Assignment:
Nothing but the lines from the one containing "fixed cadence, emitting" through the final line of the data should be repeated, and each must be exact.

Collected data:
==================================================
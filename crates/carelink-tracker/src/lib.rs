//! Client-side proximity tracking for Carelink.
//!
//! A [`session`] resolves the caregiver linked to a client, then polls that
//! caregiver's last known position on a fixed cadence, emitting
//! [`ProximityUpdate`]s with the distance to the client's home. Reads go
//! through a [`PositionFeed`]; [`client::ApiClient`] is the HTTP
//! implementation against `carelink-server`.

#![allow(async_fn_in_trait)]

pub mod client;
pub mod feed;
pub mod session;

pub use feed::{FeedError, PositionFeed};
pub use session::{
  ProximityUpdate, SessionHandle, SessionSnapshot, SessionState, StopReason, TrackerConfig, spawn,
};

#[cfg(test)]
mod tests;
==================================================
The completed task:
//! caregiver's last known position on a fixed cadence, emitting
//! [`ProximityUpdate`]s with the distance to the client's home. Reads go
//! through a [`PositionFeed`]; [`client::ApiClient`] is the HTTP
//! implementation against `carelink-server`.

#![allow(async_fn_in_trait)]

pub mod client;
pub mod feed;
pub mod session;

pub use feed::{FeedError, PositionFeed};
pub use session::{
  ProximityUpdate, SessionHandle, SessionSnapshot, SessionState, StopReason, TrackerConfig, spawn,
};

#[cfg(test)]
mod tests;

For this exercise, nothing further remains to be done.